Vegas Shooter Called Security Twice the Day Before
A day before Las Vegas gunman Stephen Paddock shot and killed 58 people and injured nearly 500, two phone calls were reportedly made by him to hotel security.
He called to complain about loud music, saying the noise came from a floor below the 32nd floor—where he was staying—at the Mandalay Bay hotel and casino, CBS News reported.
Albert Garzon of San Diego told The New York Times that security guards at the hotel told him to turn down the country music that he was playing on the 31st floor around 1:30 a.m. on Sunday, about 20 hours before Paddock began his rampage. Paddock shot up a country music festival that had about 20,000 people attending.
A security guard told him, “It’s the guest above you.”
About a half an hour later, Garzon was visited by security officers, who asked him again to turn the music down. He then turned it off, CBS reported.
A hotel staffer also said that Paddock “acted abruptly with them over some other issue,” CBS also reported, without elaborating.
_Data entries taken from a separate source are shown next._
//! Single-task-move neighborhood.
//!
//! The neighborhood of a state holds every assignment reachable by taking
//! one task off its processor and placing it on another one. Neighbors are
//! enumerated as [`Move`]s over the base state and only turned into full
//! [`State`]s when needed.
//!
//! Enumeration order is fixed (source ascending, then task index ascending,
//! then destination ascending) and selection logic depends on it for
//! tie-breaking.

use crate::state::State;

/// Relocation of one task to another processor.
#[derive(Debug, Clone, Copy, PartialEq, Eq, Hash)]
#[cfg_attr(feature = "serde", derive(serde::Serialize, serde::Deserialize))]
pub struct Move {
    /// Processor the task is taken from.
    pub source: usize,
    /// Index of the task in the source's sorted sequence.
    pub task_index: usize,
    /// Processor the task is placed on. Never equal to `source`.
    pub destination: usize,
}

impl Move {
    /// Weight of the task this move relocates.
    ///
    /// # Panics
    ///
    /// Panics if the move does not fit `state`.
    pub fn weight(&self, state: &State) -> u64 {
        state.tasks(self.source)[self.task_index]
    }

    /// Materializes the neighbor this move produces from `state`.
    ///
    /// The result is an independent copy; `state` is left untouched.
    pub fn apply(&self, state: &State) -> State {
        let mut next = state.clone();
        next.relocate(self.source, self.task_index, self.destination);
        next
    }
}

/// Lazy iterator over the moves of a state, in canonical order.
#[derive(Debug, Clone)]
pub struct Moves<'a> {
    state: &'a State,
    source: usize,
    task_index: usize,
    destination: usize,
}

impl Iterator for Moves<'_> {
    type Item = Move;

    fn next(&mut self) -> Option<Move> {
        let processors = self.state.processor_count();
        loop {
            if self.source >= processors {
                return None;
            }
            if self.task_index >= self.state.tasks(self.source).len() {
                self.source += 1;
                self.task_index = 0;
                self.destination = 0;
                continue;
            }
            if self.destination >= processors {
                self.task_index += 1;
                self.destination = 0;
                continue;
            }
            if self.destination == self.source {
                self.destination += 1;
                continue;
            }

            let mv = Move {
                source: self.source,
                task_index: self.task_index,
                destination: self.destination,
            };
            self.destination += 1;
            return Some(mv);
        }
    }
}

/// Enumerates the moves of `state` without building any neighbor.
pub fn moves(state: &State) -> Moves<'_> {
    Moves {
        state,
        source: 0,
        task_index: 0,
        destination: 0,
    }
}

/// Number of neighbors of `state`: `T·(P−1)`.
pub fn neighbor_count(state: &State) -> usize {
    state.task_count() * state.processor_count().saturating_sub(1)
}

/// Builds every neighbor of `state` as an independent [`State`].
///
/// # Examples
///
/// ```
/// use u_balance::{initial_state, neighbors};
///
/// let s0 = initial_state(3, &[5, 3, 8]).unwrap();
/// let ns = neighbors(&s0);
/// assert_eq!(ns.len(), 6);
/// assert_eq!(ns[0].tasks(0), &[5, 8]);
/// assert_eq!(ns[0].tasks(1), &[3]);
/// ```
pub fn neighbors(state: &State) -> Vec<State> {
    let mut out = Vec::with_capacity(neighbor_count(state));
    out.extend(moves(state).map(|mv| mv.apply(state)));
    out
}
In the Times report, casino officials familiar with Paddock gave their account of him.
“He loved to stare at other people playing,” John Weinreich, who was an executive casino host at the Atlantis Casino Resort Spa in Reno, Nevada, told the Times. “It was not a good thing because it would make other VIPs in the high-limit area uncomfortable.”
“One of my guests once said to me, ‘He really gives me the creeps.’”
“He was a math guy,” Eric Paddock, his brother, told the media. “He could tell you off the top of his head what the odds were down to a tenth of a percent on whatever machine he was playing. He studied it like it was a Ph.D. thing. It was not silly gambling. It was work.”
According to Reuters, Paddock was also allergic to many pills and was unable to renew his pilot’s license—he had flown planes since he was a teenager—because he could not take the pills needed to reduce his blood pressure.
Paddock often wore brown cloth gardening gloves to prevent rashes from contact with cleaning chemical residues, his brother wrote.
At casinos where he was a regular, he was such a valued customer that staff obliged his requests to wash his room’s carpet with plain water.